WORK ITEM: If a line in the entries below contains "HashMap", copy it.

Excerpts from a dataset:
══════════

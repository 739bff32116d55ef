// Copyright Exograph, Inc. All rights reserved.
//
// Use of this software is governed by the Business Source License
// included in the LICENSE file at the root of this repository.
//
// As of the Change Date specified in that file, in accordance with
// the Business Source License, use of this software will be governed
// by the Apache License, Version 2.0.

use std::{collections::HashMap, fmt::Display};

use serde::de::Error;
use serde::{Deserialize, Serialize};

#[derive(Serialize, Deserialize, Clone, Debug, PartialEq)]
pub enum ValNumber {
    I64(i64),
    U64(u64),
    F64(f64),
}

impl ValNumber {
    pub fn as_f64(&self) -> f64 {
        match self {
            ValNumber::I64(n) => *n as f64,
            ValNumber::U64(n) => *n as f64,
            ValNumber::F64(n) => *n,
        }
    }

    pub fn as_i64(&self) -> Option<i64> {
        match self {
            ValNumber::I64(n) => Some(*n),
            ValNumber::U64(n) => i64::try_from(*n).ok(),
            ValNumber::F64(_) => None,
        }
    }
}

impl Display for ValNumber {
    fn fmt(&self, f: &mut std::fmt::Formatter<'_>) -> std::fmt::Result {
        match self {
            ValNumber::I64(n) => write!(f, "{n}"),
            ValNumber::U64(n) => write!(f, "{n}"),
            ValNumber::F64(n) => write!(f, "{n}"),
        }
    }
}

impl TryFrom<ValNumber> for serde_json::Number {
    type Error = serde_json::Error;

    fn try_from(value: ValNumber) -> Result<Self, Self::Error> {
        match value {
            ValNumber::I64(n) => Ok(serde_json::Number::from(n)),
            ValNumber::U64(n) => Ok(serde_json::Number::from(n)),
            ValNumber::F64(n) => serde_json::Number::from_f64(n)
                .ok_or_else(|| serde_json::Error::custom(format!("Invalid number {n}"))),
        }
    }
}

impl TryFrom<&serde_json::Number> for ValNumber {
    type Error = serde_json::Error;

    fn try_from(value: &serde_json::Number) -> Result<Self, Self::Error> {
        if let Some(n) = value.as_i64() {
            Ok(ValNumber::I64(n))
        } else if let Some(n) = value.as_u64() {
            Ok(ValNumber::U64(n))
        } else if let Some(n) = value.as_f64() {
            Ok(ValNumber::F64(n))
        } else {
            Err(serde_json::Error::custom(format!("Invalid number {value}")))
        }
    }
}

impl From<i32> for ValNumber {
    fn from(value: i32) -> Self {
        ValNumber::I64(value as i64)
    }
}

impl From<i64> for ValNumber {
    fn from(value: i64) -> Self {
        ValNumber::I64(value)
    }
}

impl From<u64> for ValNumber {
    fn from(value: u64) -> Self {
        ValNumber::U64(value)
    }
}

impl From<f64> for ValNumber {
    fn from(value: f64) -> Self {
        ValNumber::F64(value)
    }
}

/// Plain data that may appear as a field value, an argument, or inside a mapping source.
#[derive(Serialize, Deserialize, Clone, Debug, PartialEq)]
pub enum Val {
    Bool(bool),
    Number(ValNumber),
    String(String),
    List(Vec<Val>),
    Object(HashMap<String, Val>),
    Binary(bytes::Bytes),
    Enum(String),
    Null,
}

pub const TRUE: Val = Val::Bool(true);
pub const FALSE: Val = Val::Bool(false);

impl Val {
    pub fn get(&self, key: &str) -> Option<&Val> {
        match self {
            Val::Object(o) => o.get(key),
            _ => None,
        }
    }

    pub fn is_null(&self) -> bool {
        matches!(self, Val::Null)
    }

    pub fn as_str(&self) -> Option<&str> {
        match self {
            Val::String(s) | Val::Enum(s) => Some(s),
            _ => None,
        }
    }
}

impl Display for Val {
    fn fmt(&self, f: &mut std::fmt::Formatter<'_>) -> std::fmt::Result {
        match self {
            Val::Bool(b) => write!(f, "{b}"),
            Val::Number(n) => write!(f, "{n}"),
            Val::String(s) => write!(f, "\"{s}\""),
            Val::List(l) => {
                write!(f, "[")?;
                for (i, v) in l.iter().enumerate() {
                    if i > 0 {
                        write!(f, ", ")?;
                    }
                    write!(f, "{v}")?;
                }
                write!(f, "]")
            }
            Val::Object(o) => {
                write!(f, "{{")?;
                for (i, (k, v)) in o.iter().enumerate() {
                    if i > 0 {
                        write!(f, ", ")?;
                    }
                    write!(f, "{k}: {v}")?;
                }
                write!(f, "}}")
            }
            Val::Binary(_) => write!(f, "Binary"),
            Val::Enum(e) => write!(f, "{e}"),
            Val::Null => write!(f, "null"),
        }
    }
}

impl From<bool> for Val {
    fn from(value: bool) -> Self {
        Val::Bool(value)
    }
}

impl From<&str> for Val {
    fn from(value: &str) -> Self {
        Val::String(value.to_string())
    }
}

impl From<String> for Val {
    fn from(value: String) -> Self {
        Val::String(value)
    }
}

impl From<i64> for Val {
    fn from(value: i64) -> Self {
        Val::Number(ValNumber::I64(value))
    }
}

impl From<i32> for Val {
    fn from(value: i32) -> Self {
        Val::Number(ValNumber::from(value))
    }
}

impl From<f64> for Val {
    fn from(value: f64) -> Self {
        Val::Number(ValNumber::F64(value))
    }
}

impl TryFrom<Val> for serde_json::Value {
    type Error = serde_json::Error;

    fn try_from(value: Val) -> Result<Self, Self::Error> {
        match value {
            Val::Null => Ok(serde_json::Value::Null),
            Val::Bool(b) => Ok(serde_json::Value::Bool(b)),
            Val::Number(n) => Ok(serde_json::Value::Number(n.try_into()?)),
            Val::String(s) | Val::Enum(s) => Ok(serde_json::Value::String(s)),
            Val::List(l) => Ok(serde_json::Value::Array(
                l.into_iter()
                    .map(serde_json::Value::try_from)
                    .collect::<Result<_, _>>()?,
            )),
            Val::Object(o) => Ok(serde_json::Value::Object(
                o.into_iter()
                    .map(|(k, v)| Ok((k, serde_json::Value::try_from(v)?)))
                    .collect::<Result<_, serde_json::Error>>()?,
            )),
            Val::Binary(_) => Err(Error::custom("Binary is not supported")),
        }
    }
}

impl TryFrom<serde_json::Value> for Val {
    type Error = serde_json::Error;

    fn try_from(value: serde_json::Value) -> Result<Self, Self::Error> {
        match value {
            serde_json::Value::Null => Ok(Val::Null),
            serde_json::Value::Bool(b) => Ok(Val::Bool(b)),
            serde_json::Value::Number(n) => Ok(Val::Number(ValNumber::try_from(&n)?)),
            serde_json::Value::String(s) => Ok(Val::String(s)),
            serde_json::Value::Array(l) => Ok(Val::List(
                l.into_iter().map(Val::try_from).collect::<Result<_, _>>()?,
            )),
            serde_json::Value::Object(o) => Ok(Val::Object(
                o.into_iter()
                    .map(|(k, v)| Ok((k, Val::try_from(v)?)))
                    .collect::<Result<HashMap<_, _>, serde_json::Error>>()?,
            )),
        }
    }
}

══════════

RESULT OF THE EXERCISE:
use std::{collections::HashMap, fmt::Display};
    Object(HashMap<String, Val>),
                    .collect::<Result<HashMap<_, _>, serde_json::Error>>()?,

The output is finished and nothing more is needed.